Associo este uso da profundidade de campo para terminar com a partilha da experiência do visionamento em que compareci, referindo aquele que me parece ser o aspecto mais louvável do filme: o de ser visualmente democrático. Estava a ter as mesmas reacções que um colega sentado ao meu lado, quando surge um plano fixo que regista o momento decorrido numa sala de cinema, onde o primeiro plano é ocupado por Cleo e o namorado a trocarem carícias, à medida que ela lhe insinua que está grávida. Neste instante, enquanto estou concentrado nos gestos deles, o meu colega começa-se a rir.
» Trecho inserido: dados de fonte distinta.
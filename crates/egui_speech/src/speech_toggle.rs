use std::time::Duration;

use egui::{Button, Color32, Context, Id, Modal, Response, Sides, Ui, Vec2, Widget, WidgetText};

use crate::{SpeechEngine, Utterance, UtteranceId};

/// How long a click-initiated pause gets to settle before the engine is
/// cancelled and the next state is decided.
///
/// Overridable per widget with [`SpeechToggle::settle_delay`].
pub const SETTLE_DELAY: Duration = Duration::from_millis(1);

/// Shown when the environment has no text-to-speech support at all.
const UNSUPPORTED_NOTICE: &str = "Browser not supported! Try some other browser";

/// A button that reads a piece of text out loud.
///
/// Clicking it starts text-to-speech for the given string, and clicking it
/// again stops it. When another toggle's utterance is playing, a click takes
/// the engine over and reads this toggle's text instead.
///
/// The speech engine is passed in explicitly. Use
/// [`SystemSpeech`](crate::SystemSpeech) for the platform's own support, or
/// bring any [`SpeechEngine`] of your own.
///
/// ```
/// # egui::__run_test_ui(|ui| {
/// # let mut speech = egui_speech::SystemSpeech::new();
/// ui.add(egui_speech::SpeechToggle::new(&mut speech, "Hello world!"));
/// # });
/// ```
#[must_use = "You should put this widget in a ui with `ui.add(widget);`"]
pub struct SpeechToggle<'a> {
    engine: &'a mut dyn SpeechEngine,
    text: &'a str,
    id: Option<Id>,
    start_icon: WidgetText,
    stop_icon: WidgetText,
    pitch: u8,
    rate: u8,
    volume: u8,
    settle_delay: Duration,
    fill: Option<Color32>,
    frame: Option<bool>,
    small: bool,
    min_size: Vec2,
}

impl<'a> SpeechToggle<'a> {
    /// Read `text` out loud through `engine` when clicked.
    pub fn new(engine: &'a mut dyn SpeechEngine, text: &'a str) -> Self {
        Self {
            engine,
            text,
            id: None,
            start_icon: "Start Speech".into(),
            stop_icon: "Stop Speech".into(),
            pitch: 5,
            rate: 5,
            volume: 10,
            settle_delay: SETTLE_DELAY,
            fill: None,
            frame: None,
            small: false,
            min_size: Vec2::ZERO,
        }
    }

    /// Identifies this toggle among the instances sharing an engine.
    /// Must be set if multiple speech toggles are in the same [`Ui`].
    ///
    /// When a click pauses an utterance that belongs to a toggle with a
    /// different id, the engine is taken over instead of just stopped.
    #[inline]
    pub fn id(mut self, id: impl std::hash::Hash) -> Self {
        self.id = Some(Id::new(id));
        self
    }

    /// Button label while idle. Default: "Start Speech".
    #[inline]
    pub fn start_icon(mut self, icon: impl Into<WidgetText>) -> Self {
        self.start_icon = icon.into();
        self
    }

    /// Button label while this toggle is the one speaking. Default: "Stop Speech".
    #[inline]
    pub fn stop_icon(mut self, icon: impl Into<WidgetText>) -> Self {
        self.stop_icon = icon.into();
        self
    }

    /// Voice pitch on a 0–10 scale, where 5 is the engine default.
    #[inline]
    pub fn pitch(mut self, pitch: u8) -> Self {
        self.pitch = pitch;
        self
    }

    /// Speaking rate on a 0–10 scale, where 5 is the engine default.
    #[inline]
    pub fn rate(mut self, rate: u8) -> Self {
        self.rate = rate;
        self
    }

    /// Loudness on a 0–10 scale, where 10 (the default) is full volume.
    #[inline]
    pub fn volume(mut self, volume: u8) -> Self {
        self.volume = volume;
        self
    }

    /// How long a click-initiated pause gets to settle before the engine is
    /// cancelled and the next state is decided. Default: [`SETTLE_DELAY`].
    ///
    /// Pausing a platform engine is not instantaneous, so the cancel and the
    /// idle-or-take-over decision wait this long after the click.
    #[inline]
    pub fn settle_delay(mut self, settle_delay: Duration) -> Self {
        self.settle_delay = settle_delay;
        self
    }

    /// Override the button's background fill color.
    #[inline]
    pub fn fill(mut self, fill: impl Into<Color32>) -> Self {
        self.fill = Some(fill.into());
        self
    }

    /// Turn off the button frame.
    #[inline]
    pub fn frame(mut self, frame: bool) -> Self {
        self.frame = Some(frame);
        self
    }

    /// Show a small button, suitable for embedding into text.
    #[inline]
    pub fn small(mut self) -> Self {
        self.small = true;
        self
    }

    /// Set the minimum size of the button.
    #[inline]
    pub fn min_size(mut self, min_size: Vec2) -> Self {
        self.min_size = min_size;
        self
    }
}

impl Widget for SpeechToggle<'_> {
    fn ui(self, ui: &mut Ui) -> Response {
        let Self {
            engine,
            text,
            id,
            start_icon,
            stop_icon,
            pitch,
            rate,
            volume,
            settle_delay,
            fill,
            frame,
            small,
            min_size,
        } = self;

        let start_speaking = |engine: &mut dyn SpeechEngine, state: &mut SpeechToggleState| {
            state.icon = SpeechIcon::Stop;
            state.active_id = id;
            state.utterance = engine.speak(Utterance {
                text: collapse_whitespace(text),
                pitch: engine_pitch_rate(pitch),
                rate: engine_pitch_rate(rate),
                volume: engine_volume(volume),
            });
        };

        let state_id = ui.make_persistent_id(id.unwrap_or_else(|| Id::new("speech_toggle")));

        let mut state = match SpeechToggleState::load(ui.ctx(), state_id) {
            Some(state) => state,
            None => {
                // First frame. Leftover speech from before this widget
                // existed would confuse the toggle, so silence the engine.
                if engine.is_available() {
                    engine.cancel();
                }
                SpeechToggleState::default()
            }
        };

        // An engine-initiated pause/completion notification, if one arrived.
        if let Some(utterance) = state.utterance {
            if engine.take_paused(utterance) {
                state.revert_to_idle();
            }
        }

        // A pause from an earlier click that has settled by now.
        let now = ui.input(|i| i.time);
        if let Some(pending) = state.pending {
            if now - pending.armed_at >= settle_delay.as_secs_f64() {
                state.pending = None;
                engine.cancel();
                if should_restart(pending.active_id, id) {
                    // Somebody else was speaking; the click wanted this text
                    // spoken instead.
                    start_speaking(engine, &mut state);
                } else {
                    state.revert_to_idle();
                }
            }
        }

        let label = match state.icon {
            SpeechIcon::Start => start_icon,
            SpeechIcon::Stop => stop_icon,
        };
        let mut button = Button::new(label).min_size(min_size);
        if let Some(fill) = fill {
            button = button.fill(fill);
        }
        if let Some(frame) = frame {
            button = button.frame(frame);
        }
        if small {
            button = button.small();
        }
        let mut response = ui.add(button);

        if response.clicked() {
            if !engine.is_available() {
                state.alert_open = true;
            } else if engine.is_speaking() {
                // Ask for a pause now, cancel and decide once it has settled.
                engine.pause();
                state.pending = Some(PendingCancel {
                    active_id: state.active_id,
                    armed_at: now,
                });
                response.mark_changed();
            } else {
                start_speaking(engine, &mut state);
                response.mark_changed();
            }
        }

        if state.alert_open {
            let modal = Modal::new(state_id.with("alert")).show(ui.ctx(), |ui| {
                ui.set_width(260.0);
                ui.label(UNSUPPORTED_NOTICE);
                ui.separator();
                Sides::new().show(
                    ui,
                    |_ui| {},
                    |ui| {
                        if ui.button("OK").clicked() {
                            ui.close();
                        }
                    },
                );
            });
            if modal.should_close() {
                state.alert_open = false;
            }
        }

        // Notifications and the settle step are only observed on later frame
        // passes, so keep those frames coming while anything is in flight.
        if state.utterance.is_some() || state.pending.is_some() {
            ui.ctx().request_repaint();
        }

        state.store(ui.ctx(), state_id);

        response
    }
}

/// What [`SpeechToggle`] remembers between frames.
///
/// Stored in temporary [`Context`] memory, keyed by
/// `ui.make_persistent_id(Id::new(toggle_id))` for the toggle's configured
/// id (`"speech_toggle"` when it has none), so callers can [`load`][Self::load]
/// it back from the same [`Ui`]. Utterance handles are runtime-only, so
/// nothing here is ever persisted to disk.
#[derive(Clone, Copy, Debug, Default)]
pub struct SpeechToggleState {
    icon: SpeechIcon,
    active_id: Option<Id>,
    utterance: Option<UtteranceId>,
    pending: Option<PendingCancel>,
    alert_open: bool,
}

impl SpeechToggleState {
    pub fn load(ctx: &Context, id: Id) -> Option<Self> {
        ctx.data_mut(|d| d.get_temp(id))
    }

    pub fn store(self, ctx: &Context, id: Id) {
        ctx.data_mut(|d| d.insert_temp(id, self));
    }

    /// Does this toggle believe it is the one currently driving playback?
    pub fn is_speaking(&self) -> bool {
        self.icon == SpeechIcon::Stop
    }

    /// Pause, cancellation and natural completion all end up here.
    fn revert_to_idle(&mut self) {
        self.icon = SpeechIcon::Start;
        self.active_id = None;
        self.utterance = None;
    }
}

#[derive(Clone, Copy, Debug, Default, PartialEq, Eq)]
enum SpeechIcon {
    #[default]
    Start,
    Stop,
}

/// A click asked for a pause; once the settle delay has passed, the engine
/// is cancelled and the next state is decided.
#[derive(Clone, Copy, Debug)]
struct PendingCancel {
    /// Who this toggle believed was speaking when it was clicked.
    ///
    /// Captured at click time on purpose: the engine's pause notification
    /// may clear the live state before the settle delay runs out, and that
    /// must not change the decision.
    active_id: Option<Id>,

    /// [`Context`] time at the click, in seconds.
    armed_at: f64,
}

/// Should a settled pause restart speech, or finish it?
///
/// Restart when the pause hit somebody else's utterance: the click wanted
/// this toggle's text instead. Toggles without an id all look the same here,
/// so between those a takeover finishes instead of restarting.
fn should_restart(active_at_click: Option<Id>, own_id: Option<Id>) -> bool {
    active_at_click != own_id
}

/// Collapses every run of whitespace to a single space.
///
/// Idempotent, and deliberately not trimming: a leading or trailing run
/// still becomes one space.
fn collapse_whitespace(text: &str) -> String {
    let mut collapsed = String::with_capacity(text.len());
    let mut in_run = false;
    for ch in text.chars() {
        if ch.is_whitespace() {
            if !in_run {
                collapsed.push(' ');
            }
            in_run = true;
        } else {
            collapsed.push(ch);
            in_run = false;
        }
    }
    collapsed
}

/// 0–10 scale → engine scale, where 5 is the engine default (1.0).
fn engine_pitch_rate(value: u8) -> f32 {
    f32::from(value) / 5.0
}

/// 0–10 scale → the engine's 0.0–1.0 volume scale.
fn engine_volume(value: u8) -> f32 {
    f32::from(value) / 10.0
}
Em plano de fundo o ecrã da sala passava um momento burlesco de La grande vadrouille (A Grande Paródia, 1966), uma comédia decorrida na Segunda Guerra Mundial. Poderia ter sido um caso único, mas momentos depois uma nova cena apresenta-se-nos com Cleo a descer as escadas de um edifício gasto, sem um corrimão que a acompanhe. Enquanto eu pensava, com um certo nervosismo, na possibilidade da queda da protagonista, o meu colega voltou a ter uma reacção semelhante. Na parte inferior do enquadramento dois patos estavam a acasalar. É então este um dos grandes méritos do filme: a possibilidade de permitir ao espectador o tipo de experiência que pretende levar de certas cenas, onde um conjunto de reacções díspares podem-lhe ser provocadas através da coabitação de diferentes elementos visualmente activos no mesmo enquadramento (esta democracia do espectador é também coadjuvada pela ausência de uma banda sonora não diegética, não condicionando o espectador a uma série de emoções pré-estabelecidas), sem com isso deixar de perder o essencial da narrativa. É por isso que, numa época onde as imagens obedecem a um qualquer regime autocraticamente emotivo e informativo de quem as impõe, Roma surge com a mesma frescura da brisa marítima que percorre a obra do seu cineasta. E por nunca deixar de ser uma ode à doméstica da sua infância podemos dizer que, seja por lágrimas ou sorrisos, com os olhos em primeiro ou em último plano, todos os caminhos vão dar à Roma de Cuarón.